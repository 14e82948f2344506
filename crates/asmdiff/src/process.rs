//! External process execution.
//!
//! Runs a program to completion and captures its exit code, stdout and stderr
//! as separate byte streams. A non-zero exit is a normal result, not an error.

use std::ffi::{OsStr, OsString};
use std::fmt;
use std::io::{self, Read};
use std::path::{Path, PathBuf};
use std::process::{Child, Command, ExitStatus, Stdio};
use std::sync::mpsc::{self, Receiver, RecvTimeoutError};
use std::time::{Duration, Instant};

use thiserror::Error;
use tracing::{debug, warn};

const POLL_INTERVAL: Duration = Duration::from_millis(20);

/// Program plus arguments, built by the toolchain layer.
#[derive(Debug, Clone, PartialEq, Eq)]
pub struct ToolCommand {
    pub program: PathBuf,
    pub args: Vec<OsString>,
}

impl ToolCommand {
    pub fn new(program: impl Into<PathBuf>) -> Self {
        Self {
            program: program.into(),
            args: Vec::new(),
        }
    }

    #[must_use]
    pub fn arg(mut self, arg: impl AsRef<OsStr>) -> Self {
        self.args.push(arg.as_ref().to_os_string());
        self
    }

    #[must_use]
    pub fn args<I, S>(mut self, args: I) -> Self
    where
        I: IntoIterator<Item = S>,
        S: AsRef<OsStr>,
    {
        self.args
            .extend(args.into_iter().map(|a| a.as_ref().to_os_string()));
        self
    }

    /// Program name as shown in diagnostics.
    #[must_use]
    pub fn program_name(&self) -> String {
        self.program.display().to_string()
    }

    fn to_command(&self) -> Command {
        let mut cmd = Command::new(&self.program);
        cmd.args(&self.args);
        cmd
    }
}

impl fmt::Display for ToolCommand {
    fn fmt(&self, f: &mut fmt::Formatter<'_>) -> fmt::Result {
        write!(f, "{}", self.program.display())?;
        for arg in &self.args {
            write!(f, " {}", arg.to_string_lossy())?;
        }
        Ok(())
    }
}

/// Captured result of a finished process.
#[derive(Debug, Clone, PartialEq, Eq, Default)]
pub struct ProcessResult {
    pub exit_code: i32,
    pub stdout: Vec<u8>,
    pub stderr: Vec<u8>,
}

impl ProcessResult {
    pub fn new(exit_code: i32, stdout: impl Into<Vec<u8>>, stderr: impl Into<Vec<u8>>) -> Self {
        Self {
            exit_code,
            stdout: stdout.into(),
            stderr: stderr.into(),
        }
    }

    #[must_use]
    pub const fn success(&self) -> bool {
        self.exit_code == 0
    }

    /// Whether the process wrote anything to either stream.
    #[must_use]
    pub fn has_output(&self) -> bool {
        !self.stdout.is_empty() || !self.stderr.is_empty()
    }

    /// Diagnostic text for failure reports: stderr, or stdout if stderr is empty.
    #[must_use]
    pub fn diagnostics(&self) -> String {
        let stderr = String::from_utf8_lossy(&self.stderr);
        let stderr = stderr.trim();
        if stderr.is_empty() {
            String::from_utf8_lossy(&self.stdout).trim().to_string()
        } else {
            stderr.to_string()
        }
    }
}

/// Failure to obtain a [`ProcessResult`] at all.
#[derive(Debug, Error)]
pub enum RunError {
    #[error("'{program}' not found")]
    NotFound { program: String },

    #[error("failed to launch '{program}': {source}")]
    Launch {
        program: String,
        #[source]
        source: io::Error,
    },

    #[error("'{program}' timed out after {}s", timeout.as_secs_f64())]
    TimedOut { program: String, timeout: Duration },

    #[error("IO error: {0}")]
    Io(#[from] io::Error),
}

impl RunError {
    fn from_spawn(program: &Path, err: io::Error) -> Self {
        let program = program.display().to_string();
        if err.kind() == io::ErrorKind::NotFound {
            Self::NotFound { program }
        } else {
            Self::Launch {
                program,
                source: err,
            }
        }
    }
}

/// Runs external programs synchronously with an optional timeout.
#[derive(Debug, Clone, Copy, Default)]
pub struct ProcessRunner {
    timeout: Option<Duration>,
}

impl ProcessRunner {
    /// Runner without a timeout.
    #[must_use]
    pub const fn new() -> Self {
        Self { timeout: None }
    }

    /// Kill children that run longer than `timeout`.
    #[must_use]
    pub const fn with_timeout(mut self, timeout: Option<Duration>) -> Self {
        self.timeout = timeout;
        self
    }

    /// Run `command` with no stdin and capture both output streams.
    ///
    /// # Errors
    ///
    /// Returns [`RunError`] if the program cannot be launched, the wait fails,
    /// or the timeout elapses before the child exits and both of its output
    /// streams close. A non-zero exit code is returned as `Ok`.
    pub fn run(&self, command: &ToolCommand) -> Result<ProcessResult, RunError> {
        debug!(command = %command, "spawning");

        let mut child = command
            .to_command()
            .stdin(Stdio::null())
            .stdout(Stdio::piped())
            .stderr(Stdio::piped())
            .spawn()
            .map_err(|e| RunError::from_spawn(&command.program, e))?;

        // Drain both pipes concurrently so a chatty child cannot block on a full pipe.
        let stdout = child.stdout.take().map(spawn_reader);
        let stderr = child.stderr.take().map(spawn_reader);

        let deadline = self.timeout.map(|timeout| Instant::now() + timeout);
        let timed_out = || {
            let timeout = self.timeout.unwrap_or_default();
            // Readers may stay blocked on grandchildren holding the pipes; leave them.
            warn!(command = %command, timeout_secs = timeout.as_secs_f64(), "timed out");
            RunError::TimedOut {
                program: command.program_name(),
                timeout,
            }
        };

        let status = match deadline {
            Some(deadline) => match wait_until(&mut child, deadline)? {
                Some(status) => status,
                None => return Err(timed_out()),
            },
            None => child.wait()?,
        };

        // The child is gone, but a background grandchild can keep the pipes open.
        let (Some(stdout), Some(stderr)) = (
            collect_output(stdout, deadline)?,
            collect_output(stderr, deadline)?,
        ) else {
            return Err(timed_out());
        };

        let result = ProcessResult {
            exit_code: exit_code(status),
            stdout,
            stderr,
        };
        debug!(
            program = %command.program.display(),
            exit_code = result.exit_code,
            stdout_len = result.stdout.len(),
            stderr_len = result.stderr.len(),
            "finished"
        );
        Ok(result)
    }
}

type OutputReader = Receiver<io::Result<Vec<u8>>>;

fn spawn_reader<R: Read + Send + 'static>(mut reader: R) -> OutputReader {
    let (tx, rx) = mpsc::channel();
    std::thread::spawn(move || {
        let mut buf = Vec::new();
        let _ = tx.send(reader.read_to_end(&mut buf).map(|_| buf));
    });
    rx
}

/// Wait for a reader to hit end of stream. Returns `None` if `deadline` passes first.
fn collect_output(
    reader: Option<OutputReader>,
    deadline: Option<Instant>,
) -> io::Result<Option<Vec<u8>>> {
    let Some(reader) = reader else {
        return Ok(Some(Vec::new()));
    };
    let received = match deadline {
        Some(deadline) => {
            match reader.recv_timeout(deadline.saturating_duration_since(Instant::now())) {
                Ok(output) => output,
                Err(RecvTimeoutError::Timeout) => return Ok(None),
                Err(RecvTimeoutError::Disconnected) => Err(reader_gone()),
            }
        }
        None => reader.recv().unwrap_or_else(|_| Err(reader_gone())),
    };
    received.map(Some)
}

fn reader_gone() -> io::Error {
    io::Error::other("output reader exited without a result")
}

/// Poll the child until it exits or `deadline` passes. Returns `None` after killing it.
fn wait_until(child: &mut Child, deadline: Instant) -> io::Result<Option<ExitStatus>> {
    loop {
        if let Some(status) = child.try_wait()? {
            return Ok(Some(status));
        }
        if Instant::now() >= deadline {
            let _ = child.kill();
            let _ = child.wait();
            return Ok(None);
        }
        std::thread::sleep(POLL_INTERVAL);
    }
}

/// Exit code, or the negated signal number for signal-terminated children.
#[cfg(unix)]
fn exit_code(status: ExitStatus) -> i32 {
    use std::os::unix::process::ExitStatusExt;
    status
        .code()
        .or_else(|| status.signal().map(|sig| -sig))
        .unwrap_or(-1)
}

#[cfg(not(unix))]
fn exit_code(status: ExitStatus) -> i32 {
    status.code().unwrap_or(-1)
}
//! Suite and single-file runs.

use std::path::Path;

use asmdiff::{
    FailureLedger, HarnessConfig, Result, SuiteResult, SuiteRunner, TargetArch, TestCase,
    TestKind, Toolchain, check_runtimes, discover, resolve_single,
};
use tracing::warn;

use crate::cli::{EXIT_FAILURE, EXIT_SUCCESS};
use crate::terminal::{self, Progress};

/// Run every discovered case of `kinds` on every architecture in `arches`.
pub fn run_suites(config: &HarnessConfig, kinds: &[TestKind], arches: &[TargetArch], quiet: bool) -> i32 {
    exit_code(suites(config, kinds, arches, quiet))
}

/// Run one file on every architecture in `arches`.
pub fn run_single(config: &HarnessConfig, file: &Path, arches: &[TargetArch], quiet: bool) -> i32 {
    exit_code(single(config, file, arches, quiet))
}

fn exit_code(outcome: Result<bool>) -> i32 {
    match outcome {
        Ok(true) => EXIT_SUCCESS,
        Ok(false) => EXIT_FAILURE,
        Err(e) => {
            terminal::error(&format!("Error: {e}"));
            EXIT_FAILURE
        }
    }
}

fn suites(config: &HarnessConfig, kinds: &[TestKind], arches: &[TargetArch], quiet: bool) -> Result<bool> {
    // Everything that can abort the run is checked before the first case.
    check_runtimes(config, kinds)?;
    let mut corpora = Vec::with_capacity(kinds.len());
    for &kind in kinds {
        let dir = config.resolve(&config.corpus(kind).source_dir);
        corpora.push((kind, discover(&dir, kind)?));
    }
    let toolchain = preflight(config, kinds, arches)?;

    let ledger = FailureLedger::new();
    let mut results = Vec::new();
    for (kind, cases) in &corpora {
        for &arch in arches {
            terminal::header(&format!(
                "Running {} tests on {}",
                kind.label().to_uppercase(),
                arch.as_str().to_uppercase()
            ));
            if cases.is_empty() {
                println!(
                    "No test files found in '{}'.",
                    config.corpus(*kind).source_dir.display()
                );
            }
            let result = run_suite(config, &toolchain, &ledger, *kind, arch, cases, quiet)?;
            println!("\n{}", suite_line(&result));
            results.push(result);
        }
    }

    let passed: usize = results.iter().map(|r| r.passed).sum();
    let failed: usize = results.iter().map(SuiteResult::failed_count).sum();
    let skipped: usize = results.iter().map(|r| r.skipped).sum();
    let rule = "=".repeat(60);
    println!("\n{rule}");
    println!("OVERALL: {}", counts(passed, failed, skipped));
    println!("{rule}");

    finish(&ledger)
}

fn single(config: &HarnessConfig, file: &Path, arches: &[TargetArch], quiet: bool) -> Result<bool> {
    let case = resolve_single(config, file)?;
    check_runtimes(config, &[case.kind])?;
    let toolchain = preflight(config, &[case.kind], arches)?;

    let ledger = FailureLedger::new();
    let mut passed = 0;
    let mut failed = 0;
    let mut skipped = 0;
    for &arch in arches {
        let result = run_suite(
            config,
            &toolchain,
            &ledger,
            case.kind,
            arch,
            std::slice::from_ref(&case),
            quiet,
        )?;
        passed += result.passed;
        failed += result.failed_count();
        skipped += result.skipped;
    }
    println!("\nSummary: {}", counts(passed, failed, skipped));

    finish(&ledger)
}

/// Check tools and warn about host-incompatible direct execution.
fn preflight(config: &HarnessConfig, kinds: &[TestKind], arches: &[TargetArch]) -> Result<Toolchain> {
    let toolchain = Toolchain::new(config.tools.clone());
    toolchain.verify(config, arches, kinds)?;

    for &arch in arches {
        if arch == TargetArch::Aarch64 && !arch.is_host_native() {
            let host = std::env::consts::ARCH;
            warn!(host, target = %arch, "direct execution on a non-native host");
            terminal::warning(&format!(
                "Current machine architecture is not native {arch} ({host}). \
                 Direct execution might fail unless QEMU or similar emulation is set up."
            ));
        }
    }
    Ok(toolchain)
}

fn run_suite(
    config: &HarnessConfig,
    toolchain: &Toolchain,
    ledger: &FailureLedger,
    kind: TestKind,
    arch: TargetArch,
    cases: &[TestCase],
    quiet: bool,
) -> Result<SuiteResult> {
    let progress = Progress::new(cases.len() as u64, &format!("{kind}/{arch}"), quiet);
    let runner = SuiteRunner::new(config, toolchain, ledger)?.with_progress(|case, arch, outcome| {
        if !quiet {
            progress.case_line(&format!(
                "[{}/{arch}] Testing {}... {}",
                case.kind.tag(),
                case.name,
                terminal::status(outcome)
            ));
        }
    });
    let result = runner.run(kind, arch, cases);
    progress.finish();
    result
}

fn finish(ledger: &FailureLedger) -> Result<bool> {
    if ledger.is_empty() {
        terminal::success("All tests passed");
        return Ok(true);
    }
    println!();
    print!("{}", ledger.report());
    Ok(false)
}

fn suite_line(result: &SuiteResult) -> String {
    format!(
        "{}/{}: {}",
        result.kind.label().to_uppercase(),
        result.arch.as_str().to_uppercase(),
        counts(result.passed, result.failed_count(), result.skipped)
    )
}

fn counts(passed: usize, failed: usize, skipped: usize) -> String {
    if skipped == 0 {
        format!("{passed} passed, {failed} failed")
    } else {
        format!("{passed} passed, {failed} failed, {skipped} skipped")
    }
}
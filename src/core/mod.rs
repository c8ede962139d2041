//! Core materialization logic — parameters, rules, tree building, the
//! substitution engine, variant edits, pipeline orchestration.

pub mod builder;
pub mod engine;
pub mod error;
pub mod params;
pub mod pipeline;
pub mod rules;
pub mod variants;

────────────────────────────────────────

> [TASK] Output exactly the lines of the records from the first through the one bearing "let mut cmd", both ends included.

> [FINISHED EXERCISE]
repository 14e82948f2344506
filename crates/asmdiff/src/process.rs
//! External process execution.
//!
//! Runs a program to completion and captures its exit code, stdout and stderr
//! as separate byte streams. A non-zero exit is a normal result, not an error.

use std::ffi::{OsStr, OsString};
use std::fmt;
use std::io::{self, Read};
use std::path::{Path, PathBuf};
use std::process::{Child, Command, ExitStatus, Stdio};
use std::sync::mpsc::{self, Receiver, RecvTimeoutError};
use std::time::{Duration, Instant};

use thiserror::Error;
use tracing::{debug, warn};

const POLL_INTERVAL: Duration = Duration::from_millis(20);

/// Program plus arguments, built by the toolchain layer.
#[derive(Debug, Clone, PartialEq, Eq)]
pub struct ToolCommand {
    pub program: PathBuf,
    pub args: Vec<OsString>,
}

impl ToolCommand {
    pub fn new(program: impl Into<PathBuf>) -> Self {
        Self {
            program: program.into(),
            args: Vec::new(),
        }
    }

    #[must_use]
    pub fn arg(mut self, arg: impl AsRef<OsStr>) -> Self {
        self.args.push(arg.as_ref().to_os_string());
        self
    }

    #[must_use]
    pub fn args<I, S>(mut self, args: I) -> Self
    where
        I: IntoIterator<Item = S>,
        S: AsRef<OsStr>,
    {
        self.args
            .extend(args.into_iter().map(|a| a.as_ref().to_os_string()));
        self
    }

    /// Program name as shown in diagnostics.
    #[must_use]
    pub fn program_name(&self) -> String {
        self.program.display().to_string()
    }

    fn to_command(&self) -> Command {
        let mut cmd = Command::new(&self.program);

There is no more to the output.